The approach that actually works
The reliable solution is to keep generating real system activity so the OS idle timer never fires. When the OS sees continuous activity, Teams sees continuous activity — the status never flips.
A virtual mouse jiggler handles this at the browser level. It dispatches genuine pointer events through Chrome, which the OS registers as user input and uses to reset the idle counter. Teams reads "user active" from the OS and keeps your status green.
This works on both the Teams web app and the Teams desktop app, because both read from the same OS idle timer. It also keeps Slack, ClickUp, and any other presence-based tool green simultaneously.
What about the Teams app itself — can I use Teams web instead?
Teams for web (teams.microsoft.com) behaves identically to the desktop app for presence purposes — both use the OS idle timer. One advantage of the web version: it's easier to pair with a virtual jiggler since both run in the same browser. The extension detects activity in any Chrome tab, including Teams web.

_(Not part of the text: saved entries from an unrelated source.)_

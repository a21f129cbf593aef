mod render;

use std::fs::{self, File};
use std::io::{self, Write};
use std::path::{Path, PathBuf};
use std::time::Instant;

use anyhow::{anyhow, Context, Result};
use clap::{ArgAction, Args, Parser, Subcommand, ValueEnum, ValueHint};
use cow_timeline::{
    build_timeline, parse_table, plotly_figure, standalone_html, write_intervals_csv, BehaviorSet,
    FigureOptions, InputSource, Language, ParseOptions, Profile, SubjectSelector, Table, Timeline,
    TimelineError, TimelineParams, TrailingPolicy,
};
use rayon::prelude::*;
use tracing::{debug, info, warn};
use tracing_subscriber::EnvFilter;

use crate::render::{render_chart_guard, ChartKind};

#[derive(Parser, Debug)]
#[command(author, version, about = "Cow behavior timeline CLI", long_about = None)]
struct Cli {
    #[command(subcommand)]
    command: Command,
}

#[derive(Subcommand, Debug)]
enum Command {
    /// Render the behavior timeline of one cow (or every cow) as CSV/PNG/SVG/HTML
    Timeline(TimelineArgs),
    /// List the cow columns of a sheet
    Subjects(SubjectsArgs),
    /// Per-behavior time budget for one cow
    Summary(SummaryArgs),
}

#[derive(Args, Debug)]
struct SourceArgs {
    /// Google Sheets share URL or local CSV file
    #[arg(value_hint = ValueHint::AnyPath)]
    input: String,

    /// JSON profile with the behavior list and cow aliases
    #[arg(long, value_hint = ValueHint::FilePath)]
    profile: Option<PathBuf>,

    /// Timestamp format (chrono strftime); repeat to try several, replaces the defaults
    #[arg(long = "time-format")]
    time_formats: Vec<String>,

    /// Verbose logging
    #[arg(long, action = ArgAction::SetTrue)]
    verbose: bool,
}

#[derive(Parser, Debug)]
struct TimelineArgs {
    #[command(flatten)]
    source: SourceArgs,

    /// Cow column: header name, profile alias or column index (default: first cow column)
    #[arg(long, conflicts_with = "all_subjects")]
    subject: Option<String>,

    /// Render every cow column
    #[arg(long, action = ArgAction::SetTrue)]
    all_subjects: bool,

    /// Intervals CSV path (`-` for stdout)
    #[arg(short, long, default_value = "timeline.csv", value_hint = ValueHint::FilePath)]
    output: PathBuf,

    /// Output PNG figure path (defaults next to CSV)
    #[arg(long, value_hint = ValueHint::FilePath)]
    png: Option<PathBuf>,

    /// Output SVG figure path
    #[arg(long, value_hint = ValueHint::FilePath)]
    svg: Option<PathBuf>,

    /// Output interactive HTML (Plotly) path
    #[arg(long, value_hint = ValueHint::FilePath)]
    html: Option<PathBuf>,

    /// Disable plot generation
    #[arg(long, action = ArgAction::SetTrue)]
    no_plot: bool,

    /// Axis label language
    #[arg(long, value_enum, default_value_t = LangOpt::Th)]
    lang: LangOpt,

    /// Only give axis rows to behaviors that occur
    #[arg(long, action = ArgAction::SetTrue)]
    present_only: bool,

    /// Draw a dotted line at each midnight
    #[arg(long, action = ArgAction::SetTrue)]
    day_lines: bool,

    /// Keep the last observation, lasting this many seconds
    #[arg(long)]
    extend_last: Option<i64>,
}

#[derive(Parser, Debug)]
struct SubjectsArgs {
    #[command(flatten)]
    source: SourceArgs,
}

#[derive(Parser, Debug)]
struct SummaryArgs {
    #[command(flatten)]
    source: SourceArgs,

    /// Cow column: header name, profile alias or column index
    #[arg(long)]
    subject: Option<String>,

    /// Totals CSV path (stdout when omitted or `-`)
    #[arg(short, long, value_hint = ValueHint::FilePath)]
    output: Option<PathBuf>,

    /// Keep the last observation, lasting this many seconds
    #[arg(long)]
    extend_last: Option<i64>,
}

#[derive(Copy, Clone, Debug, ValueEnum)]
enum LangOpt {
    Th,
    En,
}

impl From<LangOpt> for Language {
    fn from(value: LangOpt) -> Self {
        match value {
            LangOpt::Th => Language::Thai,
            LangOpt::En => Language::English,
        }
    }
}

fn main() -> Result<()> {
    let cli = Cli::parse();
    let verbose = match &cli.command {
        Command::Timeline(args) => args.source.verbose,
        Command::Subjects(args) => args.source.verbose,
        Command::Summary(args) => args.source.verbose,
    };
    let default_level = if verbose { "debug" } else { "info" };
    let filter =
        EnvFilter::try_from_default_env().unwrap_or_else(|_| EnvFilter::new(default_level));
    let _ = tracing_subscriber::fmt()
        .with_env_filter(filter)
        .with_writer(io::stderr)
        .try_init();

    match cli.command {
        Command::Timeline(args) => handle_timeline(args),
        Command::Subjects(args) => handle_subjects(args),
        Command::Summary(args) => handle_summary(args),
    }
}

struct Loaded {
    table: Table,
    profile: Profile,
}

fn load_source(source: &SourceArgs) -> Result<Loaded> {
    let profile = match source.profile.as_ref() {
        Some(path) => Profile::load(path)
            .with_context(|| format!("failed to load profile {}", path.display()))?,
        None => Profile::default(),
    };
    let mut options = ParseOptions::default();
    if !source.time_formats.is_empty() {
        options.time_formats = source.time_formats.clone();
    }

    let t_load = Instant::now();
    let input = InputSource::classify(&source.input);
    let bytes = input
        .load()
        .with_context(|| format!("failed to load {}", input.describe()))?;
    let table = parse_table(&bytes, &options)
        .with_context(|| format!("failed to parse {}", input.describe()))?;
    info!(
        "Loaded {}: {} rows ({} dropped), {} cow columns",
        input.describe(),
        table.observations.len(),
        table.dropped_rows,
        table.subject_columns().len()
    );
    debug!(
        "Load stage: {:.1} ms",
        t_load.elapsed().as_secs_f64() * 1000.0
    );
    Ok(Loaded { table, profile })
}

fn resolve_subject(loaded: &Loaded, subject: Option<&str>) -> Result<usize> {
    let column = match subject {
        Some(name) => loaded
            .table
            .resolve_subject(&SubjectSelector::parse(name), &loaded.profile)?,
        None => loaded.table.default_subject()?,
    };
    Ok(column)
}

fn trailing_policy(extend_last: Option<i64>) -> Result<TrailingPolicy> {
    match extend_last {
        None => Ok(TrailingPolicy::Drop),
        Some(seconds) if seconds > 0 => Ok(TrailingPolicy::Extend { seconds }),
        Some(seconds) => Err(anyhow!("--extend-last must be positive, got {seconds}")),
    }
}

fn handle_timeline(args: TimelineArgs) -> Result<()> {
    let loaded = load_source(&args.source)?;
    let params = TimelineParams {
        trailing: trailing_policy(args.extend_last)?,
        present_only: args.present_only,
    };
    let figure_opts = FigureOptions {
        language: args.lang.into(),
        day_lines: args.day_lines,
        ..FigureOptions::default()
    };

    let subjects = if args.all_subjects {
        loaded.table.subject_columns()
    } else {
        vec![resolve_subject(&loaded, args.subject.as_deref())?]
    };
    if subjects.is_empty() {
        return Err(anyhow!("sheet has no cow columns"));
    }
    let multi = subjects.len() > 1;
    if multi && is_stdout(&args.output) {
        return Err(anyhow!("`--output -` needs a single --subject"));
    }
    let jobs: Vec<(usize, Option<String>)> = if multi {
        let tags = subject_tags(&loaded.table, &subjects);
        subjects.into_iter().zip(tags.into_iter().map(Some)).collect()
    } else {
        subjects.into_iter().map(|column| (column, None)).collect()
    };

    let t_render = Instant::now();
    let outcomes: Vec<Result<bool>> = jobs
        .par_iter()
        .map(|(column, tag)| {
            let column = *column;
            let timeline = match build_timeline(&loaded.table, column, &loaded.profile, &params) {
                Ok(timeline) => timeline,
                Err(err @ TimelineError::NoKnownBehaviors(_)) if multi => {
                    warn!("Skipping {}", err);
                    return Ok(false);
                }
                Err(err) => return Err(err.into()),
            };
            let opts = FigureOptions {
                subject_label: subject_title(&loaded.profile, args.subject.as_deref(), column),
                ..figure_opts.clone()
            };
            emit_outputs(&timeline, &loaded.profile, &opts, &args, tag.as_deref())?;
            Ok(true)
        })
        .collect();

    let mut rendered = 0usize;
    for outcome in outcomes {
        if outcome? {
            rendered += 1;
        }
    }
    if rendered == 0 {
        return Err(anyhow!("no cow column had any known behavior"));
    }
    debug!(
        "Render stage: {:.1} ms ({} cows)",
        t_render.elapsed().as_secs_f64() * 1000.0,
        rendered
    );
    Ok(())
}

fn emit_outputs(
    timeline: &Timeline,
    profile: &Profile,
    figure_opts: &FigureOptions,
    args: &TimelineArgs,
    tag: Option<&str>,
) -> Result<()> {
    let behaviors = &profile.behaviors;
    let per_subject = |path: &Path| match tag {
        Some(tag) => suffixed(path, tag),
        None => path.to_path_buf(),
    };

    let stats = &timeline.stats;
    info!(
        "{}: {} intervals, {} unknown, {} out of order, {} trailing dropped",
        timeline.subject,
        timeline.entries.len(),
        stats.unknown_intervals,
        stats.non_positive_dropped,
        stats.trailing_dropped
    );
    log_totals(timeline, behaviors, figure_opts.language);

    if is_stdout(&args.output) {
        write_intervals_csv(timeline, behaviors, io::stdout().lock())?;
    } else {
        let path = per_subject(&args.output);
        let file =
            File::create(&path).with_context(|| format!("failed to create {}", path.display()))?;
        write_intervals_csv(timeline, behaviors, file)?;
        info!("Wrote intervals CSV: {}", path.display());
    }

    if let Some(html) = args.html.as_ref() {
        let path = per_subject(html);
        let figure = plotly_figure(timeline, behaviors, figure_opts);
        let title = figure_opts.labels(timeline).title;
        fs::write(&path, standalone_html(&figure, &title))
            .with_context(|| format!("failed to write {}", path.display()))?;
        info!("Wrote HTML chart: {}", path.display());
    }

    if args.no_plot {
        return Ok(());
    }
    let png = match args.png.as_ref() {
        Some(path) => Some(per_subject(path)),
        None if !is_stdout(&args.output) => {
            let mut path = per_subject(&args.output);
            path.set_extension("png");
            Some(path)
        }
        None => None,
    };
    let targets = png
        .map(|p| (p, ChartKind::Png))
        .into_iter()
        .chain(args.svg.as_ref().map(|p| (per_subject(p), ChartKind::Svg)));
    for (path, kind) in targets {
        match render_chart_guard(timeline, behaviors, figure_opts, &path, kind) {
            Ok(()) => info!("Wrote plot: {}", path.display()),
            Err(err) => warn!("Skipping {:?} render ({}): {}", kind, path.display(), err),
        }
    }
    Ok(())
}

/// Chart title name for a cow column: the alias typed on the command line when
/// it names this column, otherwise the profile's alias for it.
fn subject_title(profile: &Profile, requested: Option<&str>, column: usize) -> Option<String> {
    requested
        .and_then(|name| profile.alias(name))
        .filter(|alias| alias.column == column)
        .map(|alias| alias.name.clone())
        .or_else(|| profile.alias_for_column(column).map(str::to_string))
}

fn handle_subjects(args: SubjectsArgs) -> Result<()> {
    let loaded = load_source(&args.source)?;
    let stdout = io::stdout();
    write_subjects(&loaded, stdout.lock())
}

fn write_subjects<W: Write>(loaded: &Loaded, mut out: W) -> Result<()> {
    for column in loaded.table.subject_columns() {
        let header = &loaded.table.columns[column];
        match loaded.profile.alias_for_column(column) {
            Some(alias) => writeln!(out, "{column}\t{header}\t{alias}")?,
            None => writeln!(out, "{column}\t{header}")?,
        }
    }
    Ok(())
}

fn handle_summary(args: SummaryArgs) -> Result<()> {
    let loaded = load_source(&args.source)?;
    let column = resolve_subject(&loaded, args.subject.as_deref())?;
    let params = TimelineParams {
        trailing: trailing_policy(args.extend_last)?,
        present_only: false,
    };
    let timeline = build_timeline(&loaded.table, column, &loaded.profile, &params)?;
    let behaviors = &loaded.profile.behaviors;

    match args.output.as_ref() {
        Some(path) if !is_stdout(path) => {
            let file = File::create(path)
                .with_context(|| format!("failed to create {}", path.display()))?;
            let mut writer = csv::Writer::from_writer(file);
            write_totals_rows(&timeline, behaviors, &mut writer)?;
            info!("Wrote summary CSV: {}", path.display());
        }
        _ => {
            let stdout = io::stdout();
            let mut writer = csv::Writer::from_writer(stdout.lock());
            write_totals_rows(&timeline, behaviors, &mut writer)?;
        }
    }
    Ok(())
}

fn write_totals_rows<W: Write>(
    timeline: &Timeline,
    behaviors: &BehaviorSet,
    writer: &mut csv::Writer<W>,
) -> Result<()> {
    writer.write_record([
        "behavior_index",
        "behavior",
        "behavior_en",
        "count",
        "total_s",
        "share_pct",
    ])?;
    for total in timeline.totals() {
        writer.write_record([
            total.behavior.to_string(),
            behaviors.display(total.behavior, Language::Thai).to_string(),
            behaviors
                .display(total.behavior, Language::English)
                .to_string(),
            total.count.to_string(),
            total.total_seconds.to_string(),
            format!("{:.1}", total.share * 100.0),
        ])?;
    }
    writer.flush()?;
    Ok(())
}

fn log_totals(timeline: &Timeline, behaviors: &BehaviorSet, language: Language) {
    let summary: Vec<String> = timeline
        .totals()
        .into_iter()
        .map(|total| {
            format!(
                "{} {:.1} h ({:.0}%)",
                behaviors.display(total.behavior, language),
                total.total_seconds as f64 / 3600.0,
                total.share * 100.0
            )
        })
        .collect();
    if !summary.is_empty() {
        info!("{} time budget: {}", timeline.subject, summary.join("; "));
    }
}

fn is_stdout(path: &Path) -> bool {
    path.as_os_str() == "-"
}

/// File-name friendly form of a column header.
fn slug(subject: &str) -> String {
    let slug: String = subject
        .trim()
        .chars()
        .map(|c| if c.is_alphanumeric() { c } else { '_' })
        .collect();
    let slug = slug.trim_matches('_').to_string();
    if slug.is_empty() {
        "subject".to_string()
    } else {
        slug
    }
}

/// Output file tags for the rendered columns. Headers that slug alike get the
/// column index appended.
fn subject_tags(table: &Table, subjects: &[usize]) -> Vec<String> {
    let slugs: Vec<String> = subjects
        .iter()
        .map(|&column| slug(table.columns.get(column).map(String::as_str).unwrap_or("")))
        .collect();
    slugs
        .iter()
        .zip(subjects)
        .map(|(tag, column)| {
            if slugs.iter().filter(|other| *other == tag).count() > 1 {
                format!("{tag}_{column}")
            } else {
                tag.clone()
            }
        })
        .collect()
}

/// `dir/stem.ext` -> `dir/stem_<tag>.ext`.
fn suffixed(base: &Path, tag: &str) -> PathBuf {
    let stem = base
        .file_stem()
        .and_then(|s| s.to_str())
        .unwrap_or("timeline");
    let name = match base.extension().and_then(|s| s.to_str()) {
        Some(ext) => format!("{}_{}.{}", stem, tag, ext),
        None => format!("{}_{}", stem, tag),
    };
    base.with_file_name(name)
}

Will this get me in trouble?
A virtual jiggler generates activity that is indistinguishable from real mouse movement at every layer Teams can observe — the OS, the browser, and the Teams app itself. There's no USB device to inventory, no regular geometric pattern to flag, no third-party process to detect. From Teams' perspective, you're simply an active user.
The broader question of remote work monitoring is evolving, but keeping your presence indicator green while you're genuinely working (on a call, reading, thinking) is a reasonable use of the tool. You're not faking productivity — you're preventing a 5-minute timer from misrepresenting it.